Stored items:
◇ ◇ ◇ ◇ ◇ ◇ ◇

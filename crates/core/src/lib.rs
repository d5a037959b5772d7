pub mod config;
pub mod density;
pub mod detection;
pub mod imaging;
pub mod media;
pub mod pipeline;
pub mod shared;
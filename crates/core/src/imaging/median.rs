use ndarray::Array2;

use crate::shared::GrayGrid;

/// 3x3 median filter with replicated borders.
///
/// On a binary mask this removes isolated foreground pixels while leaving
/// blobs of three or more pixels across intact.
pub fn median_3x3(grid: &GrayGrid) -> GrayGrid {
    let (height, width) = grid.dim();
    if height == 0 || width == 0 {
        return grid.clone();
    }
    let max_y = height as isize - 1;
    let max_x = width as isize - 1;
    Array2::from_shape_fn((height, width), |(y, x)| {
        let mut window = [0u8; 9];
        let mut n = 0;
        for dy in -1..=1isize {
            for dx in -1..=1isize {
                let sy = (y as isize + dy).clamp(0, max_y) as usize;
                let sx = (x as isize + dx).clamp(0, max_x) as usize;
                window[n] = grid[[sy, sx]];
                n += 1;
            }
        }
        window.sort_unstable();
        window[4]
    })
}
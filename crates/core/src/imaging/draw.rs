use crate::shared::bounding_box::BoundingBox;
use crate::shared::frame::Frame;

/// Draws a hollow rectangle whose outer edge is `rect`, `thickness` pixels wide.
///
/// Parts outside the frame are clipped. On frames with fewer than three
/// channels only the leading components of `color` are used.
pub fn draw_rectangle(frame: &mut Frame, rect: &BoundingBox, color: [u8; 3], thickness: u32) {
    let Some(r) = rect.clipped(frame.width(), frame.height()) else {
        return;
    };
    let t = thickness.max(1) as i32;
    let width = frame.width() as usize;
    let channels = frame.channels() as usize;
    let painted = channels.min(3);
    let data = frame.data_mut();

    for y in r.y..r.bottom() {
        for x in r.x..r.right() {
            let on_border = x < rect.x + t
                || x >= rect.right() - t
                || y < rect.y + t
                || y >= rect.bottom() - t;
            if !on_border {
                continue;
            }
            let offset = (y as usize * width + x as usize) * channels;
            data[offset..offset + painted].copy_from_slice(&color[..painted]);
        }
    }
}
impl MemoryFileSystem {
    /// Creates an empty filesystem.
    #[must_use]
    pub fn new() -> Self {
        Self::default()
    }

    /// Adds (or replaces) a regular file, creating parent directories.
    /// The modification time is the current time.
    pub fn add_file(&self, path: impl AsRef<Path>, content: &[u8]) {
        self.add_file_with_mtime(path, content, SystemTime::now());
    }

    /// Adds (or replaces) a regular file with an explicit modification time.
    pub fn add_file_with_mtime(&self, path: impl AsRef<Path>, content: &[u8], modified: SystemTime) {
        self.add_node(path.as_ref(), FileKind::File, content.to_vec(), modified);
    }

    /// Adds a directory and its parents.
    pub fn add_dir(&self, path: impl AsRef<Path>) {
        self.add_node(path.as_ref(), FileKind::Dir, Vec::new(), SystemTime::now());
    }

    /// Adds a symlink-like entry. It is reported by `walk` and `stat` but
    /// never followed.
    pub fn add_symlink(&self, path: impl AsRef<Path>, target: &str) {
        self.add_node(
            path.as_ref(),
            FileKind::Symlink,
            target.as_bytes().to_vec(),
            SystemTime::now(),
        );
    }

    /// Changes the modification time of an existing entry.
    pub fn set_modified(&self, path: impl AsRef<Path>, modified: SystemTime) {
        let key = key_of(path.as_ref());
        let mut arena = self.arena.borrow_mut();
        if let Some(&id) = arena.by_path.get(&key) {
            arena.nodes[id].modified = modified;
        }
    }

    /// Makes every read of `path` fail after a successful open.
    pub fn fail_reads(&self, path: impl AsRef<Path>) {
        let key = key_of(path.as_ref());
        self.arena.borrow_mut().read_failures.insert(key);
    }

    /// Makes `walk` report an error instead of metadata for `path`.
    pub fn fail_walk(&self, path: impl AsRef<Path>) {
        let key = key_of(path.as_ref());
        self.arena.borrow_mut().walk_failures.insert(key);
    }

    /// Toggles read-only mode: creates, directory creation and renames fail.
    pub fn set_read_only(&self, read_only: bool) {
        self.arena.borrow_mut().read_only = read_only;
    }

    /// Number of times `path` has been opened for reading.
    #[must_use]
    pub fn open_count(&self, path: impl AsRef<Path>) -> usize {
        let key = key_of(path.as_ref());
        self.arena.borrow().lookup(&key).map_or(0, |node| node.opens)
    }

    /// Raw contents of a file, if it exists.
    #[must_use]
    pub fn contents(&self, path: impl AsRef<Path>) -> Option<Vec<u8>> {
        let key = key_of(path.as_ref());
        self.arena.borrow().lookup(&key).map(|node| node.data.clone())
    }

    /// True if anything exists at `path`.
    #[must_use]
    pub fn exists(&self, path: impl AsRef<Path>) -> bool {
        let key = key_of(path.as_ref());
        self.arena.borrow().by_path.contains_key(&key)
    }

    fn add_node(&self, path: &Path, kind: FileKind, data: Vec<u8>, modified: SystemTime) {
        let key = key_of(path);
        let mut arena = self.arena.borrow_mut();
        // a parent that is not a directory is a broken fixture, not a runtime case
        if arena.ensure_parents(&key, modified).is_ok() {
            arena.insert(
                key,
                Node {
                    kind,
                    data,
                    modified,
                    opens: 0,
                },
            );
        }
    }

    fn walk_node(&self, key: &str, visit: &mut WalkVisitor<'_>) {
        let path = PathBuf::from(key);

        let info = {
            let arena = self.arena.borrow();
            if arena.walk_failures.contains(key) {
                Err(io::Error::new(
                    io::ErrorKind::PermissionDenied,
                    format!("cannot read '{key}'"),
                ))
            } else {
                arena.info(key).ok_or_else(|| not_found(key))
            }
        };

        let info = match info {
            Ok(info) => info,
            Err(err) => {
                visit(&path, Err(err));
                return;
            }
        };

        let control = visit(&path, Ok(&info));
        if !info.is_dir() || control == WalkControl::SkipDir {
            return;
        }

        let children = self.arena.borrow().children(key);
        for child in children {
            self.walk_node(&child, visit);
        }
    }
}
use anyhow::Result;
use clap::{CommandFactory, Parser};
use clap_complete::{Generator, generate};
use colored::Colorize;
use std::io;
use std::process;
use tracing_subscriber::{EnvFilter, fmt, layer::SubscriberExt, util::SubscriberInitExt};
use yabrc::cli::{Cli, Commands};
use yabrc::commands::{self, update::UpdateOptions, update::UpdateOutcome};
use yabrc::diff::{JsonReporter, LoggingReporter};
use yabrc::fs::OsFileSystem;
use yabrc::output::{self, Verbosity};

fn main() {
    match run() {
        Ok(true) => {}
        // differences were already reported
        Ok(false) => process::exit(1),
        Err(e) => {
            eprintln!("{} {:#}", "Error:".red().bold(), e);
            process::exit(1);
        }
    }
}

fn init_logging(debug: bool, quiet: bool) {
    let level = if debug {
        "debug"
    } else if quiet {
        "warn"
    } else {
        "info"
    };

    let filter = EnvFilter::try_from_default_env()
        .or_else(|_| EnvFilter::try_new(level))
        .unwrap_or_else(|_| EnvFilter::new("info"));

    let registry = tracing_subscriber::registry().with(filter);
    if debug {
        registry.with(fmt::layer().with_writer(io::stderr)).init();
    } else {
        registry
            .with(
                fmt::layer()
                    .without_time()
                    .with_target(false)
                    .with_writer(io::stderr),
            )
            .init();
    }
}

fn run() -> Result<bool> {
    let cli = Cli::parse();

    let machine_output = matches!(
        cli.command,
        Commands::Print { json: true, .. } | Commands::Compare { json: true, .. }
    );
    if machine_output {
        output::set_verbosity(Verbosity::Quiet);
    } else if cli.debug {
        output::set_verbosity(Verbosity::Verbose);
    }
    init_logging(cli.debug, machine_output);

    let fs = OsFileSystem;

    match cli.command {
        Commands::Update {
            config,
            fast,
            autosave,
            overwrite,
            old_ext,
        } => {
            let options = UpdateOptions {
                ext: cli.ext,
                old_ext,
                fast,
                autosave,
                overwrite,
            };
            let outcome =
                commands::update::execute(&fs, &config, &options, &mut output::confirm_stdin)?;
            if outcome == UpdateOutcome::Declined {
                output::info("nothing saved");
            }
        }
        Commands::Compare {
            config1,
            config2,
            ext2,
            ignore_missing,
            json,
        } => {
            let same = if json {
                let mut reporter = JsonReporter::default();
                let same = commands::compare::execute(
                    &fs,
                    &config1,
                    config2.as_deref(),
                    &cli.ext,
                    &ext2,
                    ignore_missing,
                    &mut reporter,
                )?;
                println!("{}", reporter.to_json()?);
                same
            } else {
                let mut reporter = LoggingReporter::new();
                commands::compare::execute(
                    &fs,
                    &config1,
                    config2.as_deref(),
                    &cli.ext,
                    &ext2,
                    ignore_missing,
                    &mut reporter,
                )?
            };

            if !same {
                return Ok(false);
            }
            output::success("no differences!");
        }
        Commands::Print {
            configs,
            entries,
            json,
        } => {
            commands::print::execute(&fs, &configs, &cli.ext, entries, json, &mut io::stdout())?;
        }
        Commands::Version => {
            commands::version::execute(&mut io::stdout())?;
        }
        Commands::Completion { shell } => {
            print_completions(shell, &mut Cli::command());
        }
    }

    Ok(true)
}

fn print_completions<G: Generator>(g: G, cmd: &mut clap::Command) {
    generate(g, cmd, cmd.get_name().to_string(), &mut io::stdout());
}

◇ ◇ ◇ ◇ ◇ ◇ ◇

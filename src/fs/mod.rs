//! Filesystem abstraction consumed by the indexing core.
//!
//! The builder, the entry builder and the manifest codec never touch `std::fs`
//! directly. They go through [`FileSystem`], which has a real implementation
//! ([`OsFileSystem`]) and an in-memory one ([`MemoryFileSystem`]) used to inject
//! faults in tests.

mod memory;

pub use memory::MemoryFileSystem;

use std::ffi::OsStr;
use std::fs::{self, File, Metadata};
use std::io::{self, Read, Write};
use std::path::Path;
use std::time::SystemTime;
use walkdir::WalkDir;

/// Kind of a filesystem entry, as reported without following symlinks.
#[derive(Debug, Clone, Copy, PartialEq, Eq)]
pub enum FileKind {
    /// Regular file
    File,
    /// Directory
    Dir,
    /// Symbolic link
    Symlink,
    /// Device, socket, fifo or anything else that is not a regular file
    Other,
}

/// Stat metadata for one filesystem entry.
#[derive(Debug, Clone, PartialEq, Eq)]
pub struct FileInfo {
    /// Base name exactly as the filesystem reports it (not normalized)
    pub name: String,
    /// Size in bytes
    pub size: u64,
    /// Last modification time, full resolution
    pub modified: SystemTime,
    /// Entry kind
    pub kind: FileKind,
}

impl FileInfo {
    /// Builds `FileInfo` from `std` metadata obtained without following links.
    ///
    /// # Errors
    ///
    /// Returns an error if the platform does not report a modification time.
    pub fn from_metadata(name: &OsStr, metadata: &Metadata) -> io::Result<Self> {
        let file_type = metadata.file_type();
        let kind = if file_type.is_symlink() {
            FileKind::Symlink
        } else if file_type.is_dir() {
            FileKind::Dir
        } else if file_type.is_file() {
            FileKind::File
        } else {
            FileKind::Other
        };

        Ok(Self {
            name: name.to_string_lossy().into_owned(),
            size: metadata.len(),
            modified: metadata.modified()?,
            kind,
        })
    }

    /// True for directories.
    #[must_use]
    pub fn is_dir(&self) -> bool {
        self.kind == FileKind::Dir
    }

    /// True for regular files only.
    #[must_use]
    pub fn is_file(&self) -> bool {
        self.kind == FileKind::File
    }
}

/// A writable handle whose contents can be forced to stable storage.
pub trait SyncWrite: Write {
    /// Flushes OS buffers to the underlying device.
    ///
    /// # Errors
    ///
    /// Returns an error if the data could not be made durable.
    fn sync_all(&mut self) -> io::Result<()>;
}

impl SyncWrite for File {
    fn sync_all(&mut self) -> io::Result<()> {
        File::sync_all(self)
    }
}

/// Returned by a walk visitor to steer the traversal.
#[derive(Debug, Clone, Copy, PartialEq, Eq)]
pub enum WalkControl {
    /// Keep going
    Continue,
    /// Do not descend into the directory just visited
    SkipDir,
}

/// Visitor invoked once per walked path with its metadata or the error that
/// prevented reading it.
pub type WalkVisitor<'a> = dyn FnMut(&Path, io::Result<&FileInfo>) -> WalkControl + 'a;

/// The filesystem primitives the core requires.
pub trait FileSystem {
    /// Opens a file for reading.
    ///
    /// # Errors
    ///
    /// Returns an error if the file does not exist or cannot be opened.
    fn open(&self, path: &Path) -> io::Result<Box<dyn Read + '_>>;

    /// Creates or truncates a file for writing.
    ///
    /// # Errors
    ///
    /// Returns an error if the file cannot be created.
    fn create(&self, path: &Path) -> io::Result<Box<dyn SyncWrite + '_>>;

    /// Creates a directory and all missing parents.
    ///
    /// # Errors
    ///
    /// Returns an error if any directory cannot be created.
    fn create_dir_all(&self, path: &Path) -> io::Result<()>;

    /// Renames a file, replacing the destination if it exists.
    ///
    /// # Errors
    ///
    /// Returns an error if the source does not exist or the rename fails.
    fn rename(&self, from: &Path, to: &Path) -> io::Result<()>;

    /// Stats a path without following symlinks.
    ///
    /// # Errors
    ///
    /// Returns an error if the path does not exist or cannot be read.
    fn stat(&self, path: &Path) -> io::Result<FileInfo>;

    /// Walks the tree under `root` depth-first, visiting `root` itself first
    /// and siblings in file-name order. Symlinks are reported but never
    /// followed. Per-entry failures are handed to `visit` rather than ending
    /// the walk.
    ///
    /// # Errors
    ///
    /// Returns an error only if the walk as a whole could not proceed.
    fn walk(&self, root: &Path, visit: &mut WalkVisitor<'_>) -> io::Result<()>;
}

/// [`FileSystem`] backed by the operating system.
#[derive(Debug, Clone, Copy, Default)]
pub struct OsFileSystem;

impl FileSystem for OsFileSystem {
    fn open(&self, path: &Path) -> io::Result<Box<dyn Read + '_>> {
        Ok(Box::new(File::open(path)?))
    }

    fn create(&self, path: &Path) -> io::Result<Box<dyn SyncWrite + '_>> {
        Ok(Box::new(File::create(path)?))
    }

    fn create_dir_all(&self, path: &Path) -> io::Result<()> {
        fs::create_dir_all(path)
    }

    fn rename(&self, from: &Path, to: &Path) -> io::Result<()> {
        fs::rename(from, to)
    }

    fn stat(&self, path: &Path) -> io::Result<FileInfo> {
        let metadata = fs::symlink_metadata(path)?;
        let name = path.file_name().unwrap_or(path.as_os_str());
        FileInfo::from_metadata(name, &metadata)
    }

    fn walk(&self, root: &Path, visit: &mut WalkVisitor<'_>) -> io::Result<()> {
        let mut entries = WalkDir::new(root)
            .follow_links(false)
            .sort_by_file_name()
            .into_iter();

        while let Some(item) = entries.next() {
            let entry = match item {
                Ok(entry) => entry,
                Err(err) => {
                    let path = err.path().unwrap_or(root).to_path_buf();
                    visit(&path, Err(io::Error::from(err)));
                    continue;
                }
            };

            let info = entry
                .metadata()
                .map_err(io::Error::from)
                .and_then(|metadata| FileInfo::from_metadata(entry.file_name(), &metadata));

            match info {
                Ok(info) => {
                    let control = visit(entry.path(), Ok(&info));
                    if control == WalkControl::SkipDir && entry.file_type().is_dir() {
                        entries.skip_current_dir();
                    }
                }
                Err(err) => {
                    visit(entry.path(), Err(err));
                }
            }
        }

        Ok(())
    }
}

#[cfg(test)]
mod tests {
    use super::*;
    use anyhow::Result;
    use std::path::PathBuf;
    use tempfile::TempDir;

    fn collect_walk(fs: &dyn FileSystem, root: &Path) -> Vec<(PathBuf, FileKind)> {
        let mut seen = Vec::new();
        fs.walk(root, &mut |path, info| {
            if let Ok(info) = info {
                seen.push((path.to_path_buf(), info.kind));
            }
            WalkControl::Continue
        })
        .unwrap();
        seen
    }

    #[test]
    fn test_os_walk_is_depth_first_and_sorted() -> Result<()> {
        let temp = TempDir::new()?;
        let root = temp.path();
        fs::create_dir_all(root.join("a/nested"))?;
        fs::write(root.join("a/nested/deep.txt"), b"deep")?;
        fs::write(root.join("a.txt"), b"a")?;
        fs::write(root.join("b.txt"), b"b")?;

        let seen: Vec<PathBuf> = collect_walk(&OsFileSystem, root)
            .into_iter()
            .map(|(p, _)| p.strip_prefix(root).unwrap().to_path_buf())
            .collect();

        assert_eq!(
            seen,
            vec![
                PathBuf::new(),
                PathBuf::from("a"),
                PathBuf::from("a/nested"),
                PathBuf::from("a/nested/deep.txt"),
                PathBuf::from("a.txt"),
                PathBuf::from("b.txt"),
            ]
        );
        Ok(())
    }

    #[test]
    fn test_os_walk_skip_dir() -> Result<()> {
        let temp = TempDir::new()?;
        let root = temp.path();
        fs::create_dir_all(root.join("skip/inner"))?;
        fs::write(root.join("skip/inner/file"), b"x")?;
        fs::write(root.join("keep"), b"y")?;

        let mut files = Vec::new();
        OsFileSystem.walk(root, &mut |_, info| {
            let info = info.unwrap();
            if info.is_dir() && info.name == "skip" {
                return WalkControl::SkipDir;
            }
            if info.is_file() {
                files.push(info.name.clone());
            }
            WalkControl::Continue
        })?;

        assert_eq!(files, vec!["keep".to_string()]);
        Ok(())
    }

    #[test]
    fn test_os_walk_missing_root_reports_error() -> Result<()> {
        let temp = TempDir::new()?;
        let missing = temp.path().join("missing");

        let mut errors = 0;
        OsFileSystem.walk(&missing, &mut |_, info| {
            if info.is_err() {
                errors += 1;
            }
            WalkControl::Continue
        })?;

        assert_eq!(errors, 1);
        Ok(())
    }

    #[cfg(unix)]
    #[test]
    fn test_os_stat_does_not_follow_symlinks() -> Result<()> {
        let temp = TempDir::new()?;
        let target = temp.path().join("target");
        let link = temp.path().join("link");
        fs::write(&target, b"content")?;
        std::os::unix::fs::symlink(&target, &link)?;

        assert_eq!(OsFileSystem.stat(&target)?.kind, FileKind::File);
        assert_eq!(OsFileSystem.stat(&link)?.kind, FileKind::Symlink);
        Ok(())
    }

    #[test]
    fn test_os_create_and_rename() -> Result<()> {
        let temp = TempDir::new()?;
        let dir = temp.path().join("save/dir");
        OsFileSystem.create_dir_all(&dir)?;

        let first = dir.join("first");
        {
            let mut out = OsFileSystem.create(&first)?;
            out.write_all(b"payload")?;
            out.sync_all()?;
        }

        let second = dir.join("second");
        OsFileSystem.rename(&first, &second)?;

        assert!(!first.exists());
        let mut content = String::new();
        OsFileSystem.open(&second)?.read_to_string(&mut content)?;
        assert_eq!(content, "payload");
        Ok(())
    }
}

◇ ◇ ◇ ◇ ◇ ◇ ◇

Nothing should appear in the answer except the lines above from the line with "return grid.clone();" through the line with "for dy in -1..=1isize", both included, written out exactly.

# Answer to this exercise
        return grid.clone();
    }
    let max_y = height as isize - 1;
    let max_x = width as isize - 1;
    Array2::from_shape_fn((height, width), |(y, x)| {
        let mut window = [0u8; 9];
        let mut n = 0;
        for dy in -1..=1isize {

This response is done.